• EXERCISE REQUIREMENTS: Copy out, from the entries below, each line that holds the string "UnsupportedType".

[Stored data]
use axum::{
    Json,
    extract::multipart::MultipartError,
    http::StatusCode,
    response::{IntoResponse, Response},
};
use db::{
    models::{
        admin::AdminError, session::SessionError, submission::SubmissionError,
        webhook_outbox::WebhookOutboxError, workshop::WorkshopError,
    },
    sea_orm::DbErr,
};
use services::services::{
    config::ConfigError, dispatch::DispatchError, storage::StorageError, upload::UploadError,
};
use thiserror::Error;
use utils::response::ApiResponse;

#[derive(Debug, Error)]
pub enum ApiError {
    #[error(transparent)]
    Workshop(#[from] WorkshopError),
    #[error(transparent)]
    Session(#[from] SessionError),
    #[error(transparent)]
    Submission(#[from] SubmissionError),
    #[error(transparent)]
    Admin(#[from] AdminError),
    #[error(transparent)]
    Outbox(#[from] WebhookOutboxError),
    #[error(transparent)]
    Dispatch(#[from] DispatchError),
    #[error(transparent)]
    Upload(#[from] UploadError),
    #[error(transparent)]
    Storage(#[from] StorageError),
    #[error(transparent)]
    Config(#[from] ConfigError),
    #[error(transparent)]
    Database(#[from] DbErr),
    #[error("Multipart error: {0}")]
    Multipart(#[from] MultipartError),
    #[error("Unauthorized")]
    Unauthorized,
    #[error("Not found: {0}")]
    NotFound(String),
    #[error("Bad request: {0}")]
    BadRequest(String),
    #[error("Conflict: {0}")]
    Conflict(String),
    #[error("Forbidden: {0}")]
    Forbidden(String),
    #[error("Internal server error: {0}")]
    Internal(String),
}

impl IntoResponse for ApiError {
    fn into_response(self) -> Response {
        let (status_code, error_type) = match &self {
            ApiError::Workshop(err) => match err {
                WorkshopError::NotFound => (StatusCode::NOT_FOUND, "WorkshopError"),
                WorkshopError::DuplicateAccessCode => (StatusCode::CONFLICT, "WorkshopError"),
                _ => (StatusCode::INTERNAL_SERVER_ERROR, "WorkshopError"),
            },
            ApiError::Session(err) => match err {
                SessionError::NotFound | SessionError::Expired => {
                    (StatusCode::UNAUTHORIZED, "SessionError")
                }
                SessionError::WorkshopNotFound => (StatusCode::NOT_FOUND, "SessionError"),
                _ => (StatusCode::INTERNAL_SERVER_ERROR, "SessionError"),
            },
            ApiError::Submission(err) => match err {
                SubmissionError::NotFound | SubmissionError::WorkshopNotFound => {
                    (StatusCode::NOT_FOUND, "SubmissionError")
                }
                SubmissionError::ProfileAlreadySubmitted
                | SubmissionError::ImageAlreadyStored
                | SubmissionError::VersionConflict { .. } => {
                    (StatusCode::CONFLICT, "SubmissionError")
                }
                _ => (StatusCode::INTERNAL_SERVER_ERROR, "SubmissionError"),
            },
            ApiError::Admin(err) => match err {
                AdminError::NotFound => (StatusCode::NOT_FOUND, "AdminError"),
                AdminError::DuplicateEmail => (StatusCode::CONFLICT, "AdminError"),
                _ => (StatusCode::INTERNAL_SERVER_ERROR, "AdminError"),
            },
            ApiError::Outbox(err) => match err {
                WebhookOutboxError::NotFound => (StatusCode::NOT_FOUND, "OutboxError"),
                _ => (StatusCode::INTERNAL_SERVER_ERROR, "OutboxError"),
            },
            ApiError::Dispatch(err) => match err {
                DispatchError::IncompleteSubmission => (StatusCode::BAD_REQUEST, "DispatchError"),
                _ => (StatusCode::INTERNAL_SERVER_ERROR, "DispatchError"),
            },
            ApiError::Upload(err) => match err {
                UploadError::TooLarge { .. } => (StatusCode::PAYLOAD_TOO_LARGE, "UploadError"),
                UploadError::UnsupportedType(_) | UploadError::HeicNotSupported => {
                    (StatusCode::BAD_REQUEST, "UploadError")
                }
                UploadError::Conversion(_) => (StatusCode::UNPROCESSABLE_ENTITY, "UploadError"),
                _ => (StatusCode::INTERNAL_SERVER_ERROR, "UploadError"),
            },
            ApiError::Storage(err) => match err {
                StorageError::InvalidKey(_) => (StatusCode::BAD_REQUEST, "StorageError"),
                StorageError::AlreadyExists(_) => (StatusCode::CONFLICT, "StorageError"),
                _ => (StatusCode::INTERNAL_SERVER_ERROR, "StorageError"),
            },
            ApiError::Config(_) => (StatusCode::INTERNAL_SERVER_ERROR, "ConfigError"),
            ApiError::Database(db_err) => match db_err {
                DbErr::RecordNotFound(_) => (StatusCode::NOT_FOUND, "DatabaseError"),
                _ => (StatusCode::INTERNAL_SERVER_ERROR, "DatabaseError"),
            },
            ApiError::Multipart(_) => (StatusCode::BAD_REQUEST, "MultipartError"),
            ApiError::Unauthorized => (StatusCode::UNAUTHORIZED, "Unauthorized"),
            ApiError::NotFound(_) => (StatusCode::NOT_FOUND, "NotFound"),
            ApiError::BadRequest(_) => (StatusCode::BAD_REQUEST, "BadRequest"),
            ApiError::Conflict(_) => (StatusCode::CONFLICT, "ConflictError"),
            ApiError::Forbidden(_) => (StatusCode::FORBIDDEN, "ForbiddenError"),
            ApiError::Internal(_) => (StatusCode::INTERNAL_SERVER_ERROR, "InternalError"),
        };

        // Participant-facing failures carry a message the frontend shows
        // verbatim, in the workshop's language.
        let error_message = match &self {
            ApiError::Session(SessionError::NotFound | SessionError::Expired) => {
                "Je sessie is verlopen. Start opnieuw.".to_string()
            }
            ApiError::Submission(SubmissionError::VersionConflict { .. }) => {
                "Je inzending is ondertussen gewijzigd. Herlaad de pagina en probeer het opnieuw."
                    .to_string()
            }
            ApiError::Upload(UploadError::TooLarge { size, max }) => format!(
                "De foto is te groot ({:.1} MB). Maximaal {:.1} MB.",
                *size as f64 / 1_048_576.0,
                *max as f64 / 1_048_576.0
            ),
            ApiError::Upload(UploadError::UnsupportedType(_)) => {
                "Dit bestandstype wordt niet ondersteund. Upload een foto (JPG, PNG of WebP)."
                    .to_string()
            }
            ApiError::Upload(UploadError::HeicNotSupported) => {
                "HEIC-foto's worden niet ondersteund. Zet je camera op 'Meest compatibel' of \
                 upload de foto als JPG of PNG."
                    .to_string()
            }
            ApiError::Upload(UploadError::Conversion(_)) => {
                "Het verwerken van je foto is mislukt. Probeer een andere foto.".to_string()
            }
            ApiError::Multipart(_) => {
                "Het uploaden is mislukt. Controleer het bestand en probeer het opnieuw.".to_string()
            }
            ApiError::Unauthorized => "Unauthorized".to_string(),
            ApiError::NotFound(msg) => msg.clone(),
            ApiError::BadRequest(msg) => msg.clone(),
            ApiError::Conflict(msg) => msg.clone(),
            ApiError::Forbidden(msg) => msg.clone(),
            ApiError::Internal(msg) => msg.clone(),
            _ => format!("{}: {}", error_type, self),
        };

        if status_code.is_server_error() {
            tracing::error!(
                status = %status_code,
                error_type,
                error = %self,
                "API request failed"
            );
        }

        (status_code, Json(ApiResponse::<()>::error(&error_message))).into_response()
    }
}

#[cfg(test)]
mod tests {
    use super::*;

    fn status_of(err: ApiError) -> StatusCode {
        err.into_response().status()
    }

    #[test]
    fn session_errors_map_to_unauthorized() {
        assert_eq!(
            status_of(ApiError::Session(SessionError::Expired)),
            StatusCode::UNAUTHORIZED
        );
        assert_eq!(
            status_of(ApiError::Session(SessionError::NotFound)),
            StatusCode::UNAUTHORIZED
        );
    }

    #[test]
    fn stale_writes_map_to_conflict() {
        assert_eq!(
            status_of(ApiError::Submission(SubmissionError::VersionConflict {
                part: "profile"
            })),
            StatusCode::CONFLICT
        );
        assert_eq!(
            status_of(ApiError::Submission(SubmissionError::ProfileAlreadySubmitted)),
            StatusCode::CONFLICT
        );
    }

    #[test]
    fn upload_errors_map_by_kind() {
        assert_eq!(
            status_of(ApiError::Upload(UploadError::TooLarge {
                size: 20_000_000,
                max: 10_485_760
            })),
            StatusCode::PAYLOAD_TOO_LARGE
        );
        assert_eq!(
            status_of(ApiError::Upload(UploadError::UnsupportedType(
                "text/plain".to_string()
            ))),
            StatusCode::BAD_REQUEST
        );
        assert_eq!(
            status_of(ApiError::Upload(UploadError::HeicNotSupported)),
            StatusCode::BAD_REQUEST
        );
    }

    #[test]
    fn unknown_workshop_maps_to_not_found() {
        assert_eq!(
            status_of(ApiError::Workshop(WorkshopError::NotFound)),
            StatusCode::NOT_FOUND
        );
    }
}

• EXPECTED ANSWER:
                UploadError::UnsupportedType(_) | UploadError::HeicNotSupported => {
            ApiError::Upload(UploadError::UnsupportedType(_)) => {
            status_of(ApiError::Upload(UploadError::UnsupportedType(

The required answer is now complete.